▸ Supplied information:
■ ■ ■ ■ ■

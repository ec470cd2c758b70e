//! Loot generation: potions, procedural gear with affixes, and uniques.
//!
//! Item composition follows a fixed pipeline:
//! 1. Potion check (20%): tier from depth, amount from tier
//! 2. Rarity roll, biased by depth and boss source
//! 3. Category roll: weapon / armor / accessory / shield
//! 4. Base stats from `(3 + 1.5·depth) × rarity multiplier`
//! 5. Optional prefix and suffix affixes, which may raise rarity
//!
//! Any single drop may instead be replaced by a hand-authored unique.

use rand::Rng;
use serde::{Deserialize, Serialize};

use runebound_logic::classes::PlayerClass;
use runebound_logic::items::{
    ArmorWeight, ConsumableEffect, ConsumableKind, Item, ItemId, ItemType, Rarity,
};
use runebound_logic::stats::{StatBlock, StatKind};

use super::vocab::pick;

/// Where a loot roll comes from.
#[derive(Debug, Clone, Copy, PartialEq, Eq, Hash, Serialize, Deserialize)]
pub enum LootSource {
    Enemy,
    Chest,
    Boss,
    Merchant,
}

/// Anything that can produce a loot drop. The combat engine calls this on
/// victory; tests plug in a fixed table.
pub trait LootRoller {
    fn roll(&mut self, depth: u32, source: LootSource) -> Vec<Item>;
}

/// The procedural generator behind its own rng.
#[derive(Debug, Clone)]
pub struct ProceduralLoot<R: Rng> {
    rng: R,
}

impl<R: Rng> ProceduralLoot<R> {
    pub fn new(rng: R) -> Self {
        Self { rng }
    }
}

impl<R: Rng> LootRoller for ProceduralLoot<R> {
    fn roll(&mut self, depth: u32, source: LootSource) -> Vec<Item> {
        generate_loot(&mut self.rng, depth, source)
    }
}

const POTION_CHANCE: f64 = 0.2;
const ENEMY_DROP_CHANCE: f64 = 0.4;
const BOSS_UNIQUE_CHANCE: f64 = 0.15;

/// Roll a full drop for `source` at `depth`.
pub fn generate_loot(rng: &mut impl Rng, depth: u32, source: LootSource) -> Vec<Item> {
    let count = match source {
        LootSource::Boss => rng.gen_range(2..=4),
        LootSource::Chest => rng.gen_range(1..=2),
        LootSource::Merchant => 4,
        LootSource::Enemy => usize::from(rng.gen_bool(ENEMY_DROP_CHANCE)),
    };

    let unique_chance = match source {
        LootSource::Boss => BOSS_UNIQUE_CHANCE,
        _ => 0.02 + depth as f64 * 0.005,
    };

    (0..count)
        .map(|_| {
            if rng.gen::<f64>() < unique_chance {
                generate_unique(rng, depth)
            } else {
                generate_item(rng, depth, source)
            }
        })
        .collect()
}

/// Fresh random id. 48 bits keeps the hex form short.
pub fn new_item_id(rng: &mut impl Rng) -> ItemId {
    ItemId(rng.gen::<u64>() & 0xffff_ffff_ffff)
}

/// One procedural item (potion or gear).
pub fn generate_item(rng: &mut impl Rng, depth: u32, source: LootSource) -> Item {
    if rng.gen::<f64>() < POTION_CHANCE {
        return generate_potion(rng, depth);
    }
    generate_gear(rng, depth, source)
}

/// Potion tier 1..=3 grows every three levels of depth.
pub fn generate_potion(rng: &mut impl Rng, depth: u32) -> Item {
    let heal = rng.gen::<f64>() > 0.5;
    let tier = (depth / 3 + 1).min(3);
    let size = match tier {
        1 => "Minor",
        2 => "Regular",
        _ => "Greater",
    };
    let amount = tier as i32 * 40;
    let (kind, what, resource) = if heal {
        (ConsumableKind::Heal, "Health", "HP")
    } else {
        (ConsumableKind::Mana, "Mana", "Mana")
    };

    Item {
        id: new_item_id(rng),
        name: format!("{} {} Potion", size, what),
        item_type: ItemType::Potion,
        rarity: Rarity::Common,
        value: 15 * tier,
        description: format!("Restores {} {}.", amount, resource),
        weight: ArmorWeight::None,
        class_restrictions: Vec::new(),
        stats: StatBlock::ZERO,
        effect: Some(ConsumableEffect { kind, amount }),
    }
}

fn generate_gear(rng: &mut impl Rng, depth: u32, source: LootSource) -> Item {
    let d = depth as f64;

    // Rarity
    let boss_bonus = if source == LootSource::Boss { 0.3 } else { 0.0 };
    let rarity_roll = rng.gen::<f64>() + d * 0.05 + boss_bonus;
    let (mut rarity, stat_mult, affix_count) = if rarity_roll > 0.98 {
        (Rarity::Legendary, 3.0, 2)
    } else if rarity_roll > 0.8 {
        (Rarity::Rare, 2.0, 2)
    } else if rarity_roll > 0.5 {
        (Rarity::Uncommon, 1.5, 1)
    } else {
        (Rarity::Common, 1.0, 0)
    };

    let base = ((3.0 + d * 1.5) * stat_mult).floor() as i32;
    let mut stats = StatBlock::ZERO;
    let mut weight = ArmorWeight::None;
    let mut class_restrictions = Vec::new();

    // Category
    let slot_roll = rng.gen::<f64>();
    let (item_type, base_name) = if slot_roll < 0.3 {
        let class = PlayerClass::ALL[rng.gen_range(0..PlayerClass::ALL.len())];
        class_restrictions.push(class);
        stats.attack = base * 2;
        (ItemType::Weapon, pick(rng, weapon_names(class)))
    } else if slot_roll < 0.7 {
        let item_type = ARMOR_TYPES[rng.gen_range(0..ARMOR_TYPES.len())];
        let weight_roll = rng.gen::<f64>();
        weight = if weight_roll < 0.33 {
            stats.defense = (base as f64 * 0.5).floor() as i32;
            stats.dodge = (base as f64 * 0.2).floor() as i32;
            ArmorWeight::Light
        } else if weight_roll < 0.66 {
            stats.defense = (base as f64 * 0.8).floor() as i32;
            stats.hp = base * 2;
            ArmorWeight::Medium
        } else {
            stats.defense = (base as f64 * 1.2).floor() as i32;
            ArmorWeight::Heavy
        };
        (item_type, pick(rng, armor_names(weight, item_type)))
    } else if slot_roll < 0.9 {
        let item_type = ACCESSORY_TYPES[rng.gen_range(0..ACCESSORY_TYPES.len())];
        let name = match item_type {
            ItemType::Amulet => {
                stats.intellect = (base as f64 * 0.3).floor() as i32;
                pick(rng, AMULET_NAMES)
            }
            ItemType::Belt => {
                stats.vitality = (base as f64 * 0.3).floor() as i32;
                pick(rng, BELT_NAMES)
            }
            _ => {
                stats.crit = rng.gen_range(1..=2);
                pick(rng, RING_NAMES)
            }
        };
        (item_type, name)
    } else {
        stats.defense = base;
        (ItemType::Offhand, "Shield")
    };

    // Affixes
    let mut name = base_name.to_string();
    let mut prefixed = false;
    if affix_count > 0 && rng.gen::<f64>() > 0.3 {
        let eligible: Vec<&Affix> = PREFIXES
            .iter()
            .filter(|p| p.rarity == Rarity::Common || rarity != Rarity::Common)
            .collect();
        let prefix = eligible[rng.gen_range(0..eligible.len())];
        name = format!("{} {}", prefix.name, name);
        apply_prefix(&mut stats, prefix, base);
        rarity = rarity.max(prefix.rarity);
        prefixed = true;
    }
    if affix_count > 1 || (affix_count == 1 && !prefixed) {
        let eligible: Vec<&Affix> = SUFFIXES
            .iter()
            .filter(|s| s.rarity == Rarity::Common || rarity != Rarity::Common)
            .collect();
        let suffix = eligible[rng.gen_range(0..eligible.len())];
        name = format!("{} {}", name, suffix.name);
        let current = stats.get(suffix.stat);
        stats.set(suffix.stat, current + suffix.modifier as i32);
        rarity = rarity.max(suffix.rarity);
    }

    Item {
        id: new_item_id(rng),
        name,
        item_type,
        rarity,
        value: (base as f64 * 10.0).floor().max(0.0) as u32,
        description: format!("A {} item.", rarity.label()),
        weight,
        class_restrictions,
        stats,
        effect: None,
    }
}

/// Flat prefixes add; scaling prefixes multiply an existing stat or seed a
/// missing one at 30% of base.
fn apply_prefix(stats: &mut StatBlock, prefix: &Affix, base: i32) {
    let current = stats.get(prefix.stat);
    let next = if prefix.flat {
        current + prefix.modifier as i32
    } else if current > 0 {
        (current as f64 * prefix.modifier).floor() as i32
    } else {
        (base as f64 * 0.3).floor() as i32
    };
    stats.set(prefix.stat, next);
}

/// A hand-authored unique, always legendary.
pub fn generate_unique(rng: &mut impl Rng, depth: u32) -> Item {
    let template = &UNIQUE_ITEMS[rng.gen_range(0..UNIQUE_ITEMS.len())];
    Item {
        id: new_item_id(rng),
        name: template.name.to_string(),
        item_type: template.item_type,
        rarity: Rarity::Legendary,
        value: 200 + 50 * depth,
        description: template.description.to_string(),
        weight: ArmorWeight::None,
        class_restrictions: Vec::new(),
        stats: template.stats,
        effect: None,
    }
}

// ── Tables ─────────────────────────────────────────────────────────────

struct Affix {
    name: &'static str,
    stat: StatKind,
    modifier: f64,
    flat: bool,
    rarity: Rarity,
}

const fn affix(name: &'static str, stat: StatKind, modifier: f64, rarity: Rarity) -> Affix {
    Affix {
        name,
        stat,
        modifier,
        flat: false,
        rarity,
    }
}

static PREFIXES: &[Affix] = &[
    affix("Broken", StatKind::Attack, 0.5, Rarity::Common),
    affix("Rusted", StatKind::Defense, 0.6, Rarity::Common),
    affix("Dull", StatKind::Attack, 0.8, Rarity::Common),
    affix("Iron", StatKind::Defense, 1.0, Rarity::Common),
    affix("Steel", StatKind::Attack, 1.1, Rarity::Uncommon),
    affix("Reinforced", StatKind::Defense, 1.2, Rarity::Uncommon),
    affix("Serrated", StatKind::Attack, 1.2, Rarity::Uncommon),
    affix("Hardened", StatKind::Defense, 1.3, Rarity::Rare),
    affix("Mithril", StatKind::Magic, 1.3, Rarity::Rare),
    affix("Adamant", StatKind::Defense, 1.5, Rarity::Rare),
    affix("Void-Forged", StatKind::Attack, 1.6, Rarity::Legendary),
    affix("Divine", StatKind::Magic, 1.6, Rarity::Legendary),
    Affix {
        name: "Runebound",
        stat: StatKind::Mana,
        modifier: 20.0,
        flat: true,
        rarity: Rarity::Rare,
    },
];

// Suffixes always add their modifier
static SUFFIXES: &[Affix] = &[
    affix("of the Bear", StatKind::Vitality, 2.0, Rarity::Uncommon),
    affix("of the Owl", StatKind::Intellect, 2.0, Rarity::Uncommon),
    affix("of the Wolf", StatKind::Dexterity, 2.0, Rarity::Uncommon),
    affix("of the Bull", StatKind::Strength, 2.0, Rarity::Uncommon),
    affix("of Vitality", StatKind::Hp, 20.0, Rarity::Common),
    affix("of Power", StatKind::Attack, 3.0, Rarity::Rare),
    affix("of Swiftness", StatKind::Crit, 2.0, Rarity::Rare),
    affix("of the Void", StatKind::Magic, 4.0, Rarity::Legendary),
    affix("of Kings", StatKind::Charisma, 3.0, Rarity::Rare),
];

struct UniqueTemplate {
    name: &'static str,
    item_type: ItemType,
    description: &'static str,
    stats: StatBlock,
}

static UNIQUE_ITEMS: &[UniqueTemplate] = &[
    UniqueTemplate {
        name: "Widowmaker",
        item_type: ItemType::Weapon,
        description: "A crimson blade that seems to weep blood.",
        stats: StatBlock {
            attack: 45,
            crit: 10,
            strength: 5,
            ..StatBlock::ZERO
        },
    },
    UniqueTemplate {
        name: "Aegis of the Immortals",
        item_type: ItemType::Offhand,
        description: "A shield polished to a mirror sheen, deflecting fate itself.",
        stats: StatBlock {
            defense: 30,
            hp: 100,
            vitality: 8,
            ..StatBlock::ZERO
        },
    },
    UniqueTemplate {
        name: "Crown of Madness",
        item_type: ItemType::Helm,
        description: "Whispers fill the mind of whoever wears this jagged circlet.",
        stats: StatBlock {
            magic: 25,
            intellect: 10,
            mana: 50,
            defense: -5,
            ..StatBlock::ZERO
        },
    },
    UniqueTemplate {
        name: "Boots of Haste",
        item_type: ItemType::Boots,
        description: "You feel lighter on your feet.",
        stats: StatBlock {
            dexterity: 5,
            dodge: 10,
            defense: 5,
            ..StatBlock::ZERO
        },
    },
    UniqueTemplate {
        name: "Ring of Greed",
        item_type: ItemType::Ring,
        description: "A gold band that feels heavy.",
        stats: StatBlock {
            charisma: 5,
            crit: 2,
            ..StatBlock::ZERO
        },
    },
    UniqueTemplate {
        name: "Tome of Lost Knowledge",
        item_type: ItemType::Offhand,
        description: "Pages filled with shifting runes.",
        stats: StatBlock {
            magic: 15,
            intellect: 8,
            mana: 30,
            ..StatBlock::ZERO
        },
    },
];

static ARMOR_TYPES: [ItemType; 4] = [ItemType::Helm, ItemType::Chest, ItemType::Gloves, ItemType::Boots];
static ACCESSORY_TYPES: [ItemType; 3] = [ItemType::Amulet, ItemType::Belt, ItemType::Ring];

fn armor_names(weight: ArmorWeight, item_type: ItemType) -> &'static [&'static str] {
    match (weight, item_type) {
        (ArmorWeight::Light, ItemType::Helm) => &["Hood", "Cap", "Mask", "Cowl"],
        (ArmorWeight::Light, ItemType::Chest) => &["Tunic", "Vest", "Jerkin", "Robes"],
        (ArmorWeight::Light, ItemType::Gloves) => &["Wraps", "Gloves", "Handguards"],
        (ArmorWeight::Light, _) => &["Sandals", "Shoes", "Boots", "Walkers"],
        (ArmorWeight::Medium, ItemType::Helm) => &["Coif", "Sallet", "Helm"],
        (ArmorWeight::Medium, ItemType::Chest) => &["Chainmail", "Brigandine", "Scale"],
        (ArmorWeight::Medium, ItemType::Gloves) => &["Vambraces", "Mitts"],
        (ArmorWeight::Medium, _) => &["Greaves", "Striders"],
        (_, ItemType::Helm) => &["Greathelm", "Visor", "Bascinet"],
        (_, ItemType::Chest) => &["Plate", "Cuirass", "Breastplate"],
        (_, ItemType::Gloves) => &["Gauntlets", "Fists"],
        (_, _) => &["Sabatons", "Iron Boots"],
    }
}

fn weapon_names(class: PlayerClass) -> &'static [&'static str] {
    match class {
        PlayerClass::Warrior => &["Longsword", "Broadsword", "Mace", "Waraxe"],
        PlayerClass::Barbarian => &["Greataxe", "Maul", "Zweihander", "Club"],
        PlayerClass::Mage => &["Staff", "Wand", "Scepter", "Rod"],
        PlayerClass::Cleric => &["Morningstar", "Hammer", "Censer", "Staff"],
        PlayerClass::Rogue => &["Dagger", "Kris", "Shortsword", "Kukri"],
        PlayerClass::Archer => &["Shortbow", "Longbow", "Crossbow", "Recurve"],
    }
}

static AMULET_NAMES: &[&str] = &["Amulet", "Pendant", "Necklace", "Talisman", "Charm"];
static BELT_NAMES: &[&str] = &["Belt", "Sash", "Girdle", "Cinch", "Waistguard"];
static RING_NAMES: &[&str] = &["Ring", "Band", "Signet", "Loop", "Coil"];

■ ■ ■ ■ ■

▸ Work required: Please copy, exactly and with nothing else, the lines above beginning at the line that has "let mut name = base_name.to_string();" and ending with the line that has "let prefix = eligible[rng.gen_range(0..eligible.len())];".

▸ Written answer:
    let mut name = base_name.to_string();
    let mut prefixed = false;
    if affix_count > 0 && rng.gen::<f64>() > 0.3 {
        let eligible: Vec<&Affix> = PREFIXES
            .iter()
            .filter(|p| p.rarity == Rarity::Common || rarity != Rarity::Common)
            .collect();
        let prefix = eligible[rng.gen_range(0..eligible.len())];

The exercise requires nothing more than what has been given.